As they get older and DO understand the concept of giving to charity, that's when they can make their own decisions over toys. It's more meaningful to them. Plenty of time to put that decision making process on them then.

MaidenMotherCrone · 06/12/2018 17:36

Pagans celebrate the Midwinter festival/ Yule (the festival Christians borrowed as claimed as their own). We have many traditions (actual traditions) as the Op would know.

Elphie54 · 06/12/2018 22:16

Yes Maiden we do, however as I said in my post, it was a joint decision that she will not be raised with them.

OP posts:
adviceonthepox · 06/12/2018 22:19

It's what I have always done with my children I tell them we have to sort out the toys they are too old for/ broken missing pieces for the elves to fix and give to other children who don't have mummies/daddies to buy for them. The broken stuff goes in the bin the good stuff I give to the local charity shops.

Hohocabbage · 06/12/2018 22:24

Elf isn’t a Christian tradition though.
I would be cautious of getting rid of toys based on not being played with for a few months - I find they come and go in cycles.

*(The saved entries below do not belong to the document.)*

//! Database adapter contracts and their JSON-snapshot implementations.
//!
//! The engine never executes SQL itself; it talks to the xref store and the
//! core annotation store through these traits. The `Memory*` implementations
//! load a JSON snapshot from disk and back both the `map_xrefs` binary and
//! the test suite.

use std::collections::{BTreeMap, BTreeSet};
use std::path::Path;

use anyhow::{Context, Result};
use serde::Deserialize;

use crate::model::{
    DependentXref, DirectXref, Gene, InterproPair, ObjectType, PrimaryXref, SequenceKind, Source,
    Synonym, Transcript, Translation, Xref,
};
use crate::rules::RuleFilter;

/// Read access to the curated xref database.
pub trait XrefStore {
    /// Species name → species id.
    fn species_ids(&self) -> BTreeMap<String, u64>;
    /// Source name → source id.
    fn source_ids(&self) -> BTreeMap<String, u64>;
    fn source_name(&self, source_id: u64) -> Option<&str>;
    fn xref(&self, xref_id: u64) -> Option<&Xref>;
    fn xrefs(&self) -> &[Xref];
    /// Primary xrefs of the given kind passing the rule filter (all of the
    /// kind when no filter applies).
    fn primary_xrefs(&self, kind: SequenceKind, filter: Option<&RuleFilter>) -> Vec<PrimaryXref>;
    /// Dependent edges whose master is in the given set.
    fn dependents_of(&self, master_ids: &[u64]) -> Vec<DependentXref>;
    fn direct_xrefs(&self) -> &[DirectXref];
    fn synonyms(&self) -> &[Synonym];
    fn interpro_pairs(&self) -> &[InterproPair];
    /// Xrefs appearing in neither the primary nor the dependent table.
    fn orphan_xref_ids(&self) -> Vec<u64>;
}

/// Read access to the core annotation database.
pub trait CoreStore {
    fn max_xref_id(&self) -> Option<u64>;
    fn max_object_xref_id(&self) -> Option<u64>;
    /// external_db name → external_db id in the target.
    fn external_db_ids(&self) -> BTreeMap<String, u64>;
    /// Analysis id attached to identity_xref rows of the given mapping kind.
    fn analysis_id(&self, kind: SequenceKind) -> u64;
    fn genes(&self) -> &[Gene];
    /// Transcripts, optionally restricted to one genomic slice.
    fn transcripts(&self, location: Option<&str>) -> Vec<Transcript>;
    fn translations(&self) -> &[Translation];
}

/// In-memory xref store deserialized from a JSON snapshot.
#[derive(Debug, Deserialize)]
pub struct MemoryXrefStore {
    #[serde(default)]
    species: Vec<SpeciesRow>,
    sources: Vec<Source>,
    xrefs: Vec<Xref>,
    #[serde(default)]
    primary_xrefs: Vec<PrimaryXref>,
    #[serde(default)]
    dependent_xrefs: Vec<DependentXref>,
    #[serde(default)]
    direct_xrefs: Vec<DirectXref>,
    #[serde(default)]
    synonyms: Vec<Synonym>,
    #[serde(default)]
    interpro: Vec<InterproPair>,

    #[serde(skip)]
    xref_index: BTreeMap<u64, usize>,
    #[serde(skip)]
    source_names: BTreeMap<u64, String>,
}

#[derive(Debug, Deserialize)]
struct SpeciesRow {
    species_id: u64,
    name: String,
}

impl MemoryXrefStore {
    pub fn from_file(path: &Path) -> Result<Self> {
        let content = std::fs::read_to_string(path)
            .with_context(|| format!("failed to read xref snapshot: {}", path.display()))?;
        Self::from_json(&content)
            .with_context(|| format!("failed to parse xref snapshot: {}", path.display()))
    }

    pub fn from_json(content: &str) -> Result<Self> {
        let mut store: Self = serde_json::from_str(content)?;
        store.build_indices();
        Ok(store)
    }

    fn build_indices(&mut self) {
        self.xref_index = self
            .xrefs
            .iter()
            .enumerate()
            .map(|(i, x)| (x.xref_id, i))
            .collect();
        self.source_names = self
            .sources
            .iter()
            .map(|s| (s.source_id, s.name.clone()))
            .collect();
    }
}

impl XrefStore for MemoryXrefStore {
    fn species_ids(&self) -> BTreeMap<String, u64> {
        self.species
            .iter()
            .map(|s| (s.name.clone(), s.species_id))
            .collect()
    }

    fn source_ids(&self) -> BTreeMap<String, u64> {
        self.sources
            .iter()
            .map(|s| (s.name.clone(), s.source_id))
            .collect()
    }

    fn source_name(&self, source_id: u64) -> Option<&str> {
        self.source_names.get(&source_id).map(String::as_str)
    }

    fn xref(&self, xref_id: u64) -> Option<&Xref> {
        self.xref_index.get(&xref_id).map(|&i| &self.xrefs[i])
    }

    fn xrefs(&self) -> &[Xref] {
        &self.xrefs
    }

    fn primary_xrefs(&self, kind: SequenceKind, filter: Option<&RuleFilter>) -> Vec<PrimaryXref> {
        self.primary_xrefs
            .iter()
            .filter(|p| p.kind == kind)
            .filter(|p| match (filter, self.xref(p.xref_id)) {
                (None, _) => true,
                (Some(f), Some(xref)) => f.matches(xref.species_id, xref.source_id),
                (Some(_), None) => false,
            })
            .cloned()
            .collect()
    }

    fn dependents_of(&self, master_ids: &[u64]) -> Vec<DependentXref> {
        let wanted: BTreeSet<u64> = master_ids.iter().copied().collect();
        self.dependent_xrefs
            .iter()
            .filter(|d| wanted.contains(&d.master_xref_id))
            .cloned()
            .collect()
    }

    fn direct_xrefs(&self) -> &[DirectXref] {
        &self.direct_xrefs
    }

    fn synonyms(&self) -> &[Synonym] {
        &self.synonyms
    }

    fn interpro_pairs(&self) -> &[InterproPair] {
        &self.interpro
    }

    fn orphan_xref_ids(&self) -> Vec<u64> {
        let attached: BTreeSet<u64> = self
            .primary_xrefs
            .iter()
            .map(|p| p.xref_id)
            .chain(self.dependent_xrefs.iter().map(|d| d.dependent_xref_id))
            .collect();
        self.xrefs
            .iter()
            .map(|x| x.xref_id)
            .filter(|id| !attached.contains(id))
            .collect()
    }
}

/// In-memory core store deserialized from a JSON snapshot.
#[derive(Debug, Deserialize)]
pub struct MemoryCoreStore {
    external_dbs: Vec<ExternalDbRow>,
    #[serde(default)]
    max_xref_id: Option<u64>,
    #[serde(default)]
    max_object_xref_id: Option<u64>,
    #[serde(default)]
    analysis_ids: BTreeMap<SequenceKind, u64>,
    #[serde(default)]
    genes: Vec<Gene>,
    #[serde(default)]
    transcripts: Vec<Transcript>,
    #[serde(default)]
    translations: Vec<Translation>,
}

#[derive(Debug, Deserialize)]
struct ExternalDbRow {
    external_db_id: u64,
    name: String,
}

impl MemoryCoreStore {
    pub fn from_file(path: &Path) -> Result<Self> {
        let content = std::fs::read_to_string(path)
            .with_context(|| format!("failed to read core snapshot: {}", path.display()))?;
        let store: Self = serde_json::from_str(&content)
            .with_context(|| format!("failed to parse core snapshot: {}", path.display()))?;
        Ok(store)
    }
}

impl CoreStore for MemoryCoreStore {
    fn max_xref_id(&self) -> Option<u64> {
        self.max_xref_id
    }

    fn max_object_xref_id(&self) -> Option<u64> {
        self.max_object_xref_id
    }

    fn external_db_ids(&self) -> BTreeMap<String, u64> {
        self.external_dbs
            .iter()
            .map(|db| (db.name.clone(), db.external_db_id))
            .collect()
    }

    fn analysis_id(&self, kind: SequenceKind) -> u64 {
        self.analysis_ids.get(&kind).copied().unwrap_or(0)
    }

    fn genes(&self) -> &[Gene] {
        &self.genes
    }

    fn transcripts(&self, location: Option<&str>) -> Vec<Transcript> {
        self.transcripts
            .iter()
            .filter(|t| location.is_none_or(|slice| t.seq_region == slice))
            .cloned()
            .collect()
    }

    fn translations(&self) -> &[Translation] {
        &self.translations
    }
}

/// Lookup tables derived from the core store, built once per run.
#[derive(Debug, Default)]
pub struct CoreMaps {
    /// Stable id → internal id, per object type.
    pub stable_ids: BTreeMap<ObjectType, BTreeMap<String, u64>>,
    /// Transcript stable id → translation stable id.
    pub translation_stable_of_transcript: BTreeMap<String, String>,
    /// Transcript internal id → translation internal id.
    pub transcript_to_translation: BTreeMap<u64, u64>,
    /// Translation internal id → transcript internal id.
    pub translation_to_transcript: BTreeMap<u64, u64>,
    /// Gene internal id → transcript internal ids.
    pub gene_transcripts: BTreeMap<u64, Vec<u64>>,
    /// Transcript internal id → spliced cDNA length.
    pub transcript_lengths: BTreeMap<u64, u64>,
}

impl CoreMaps {
    pub fn build(core: &dyn CoreStore) -> Self {
        let mut maps = Self::default();

        let mut gene_stable = BTreeMap::new();
        for gene in core.genes() {
            gene_stable.insert(gene.stable_id.clone(), gene.gene_id);
        }
        maps.stable_ids.insert(ObjectType::Gene, gene_stable);

        let mut transcript_stable = BTreeMap::new();
        let mut stable_of_transcript_id = BTreeMap::new();
        for transcript in core.transcripts(None) {
            transcript_stable.insert(transcript.stable_id.clone(), transcript.transcript_id);
            stable_of_transcript_id.insert(transcript.transcript_id, transcript.stable_id.clone());
            maps.gene_transcripts
                .entry(transcript.gene_id)
                .or_default()
                .push(transcript.transcript_id);
            maps.transcript_lengths
                .insert(transcript.transcript_id, transcript.cdna.len() as u64);
        }
        maps.stable_ids.insert(ObjectType::Transcript, transcript_stable);

        let mut translation_stable = BTreeMap::new();
        for translation in core.translations() {
            translation_stable.insert(translation.stable_id.clone(), translation.translation_id);
            maps.transcript_to_translation
                .insert(translation.transcript_id, translation.translation_id);
            maps.translation_to_transcript
                .insert(translation.translation_id, translation.transcript_id);
            if let Some(transcript_stable_id) = stable_of_transcript_id.get(&translation.transcript_id)
            {
                maps.translation_stable_of_transcript
                    .insert(transcript_stable_id.clone(), translation.stable_id.clone());
            }
        }
        maps.stable_ids.insert(ObjectType::Translation, translation_stable);

        maps
    }

    /// Resolve a stable id to an internal id for the given object type.
    #[must_use]
    pub fn internal_id(&self, object_type: ObjectType, stable_id: &str) -> Option<u64> {
        self.stable_ids
            .get(&object_type)
            .and_then(|ids| ids.get(stable_id))
            .copied()
    }
}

40andfeelingit · 06/12/2018 22:47

Nope. Great idea. Before Xmas eve every year we have a toy clear out for the children who aren’t lucky enough to get lots of toys from Father Christmas - they get sent to him, wrapped by the elves and redistributed.
We’re Catholic but that makes no difference, it’s just basic humanity/Christianity to help others and a value we want to instil in our children.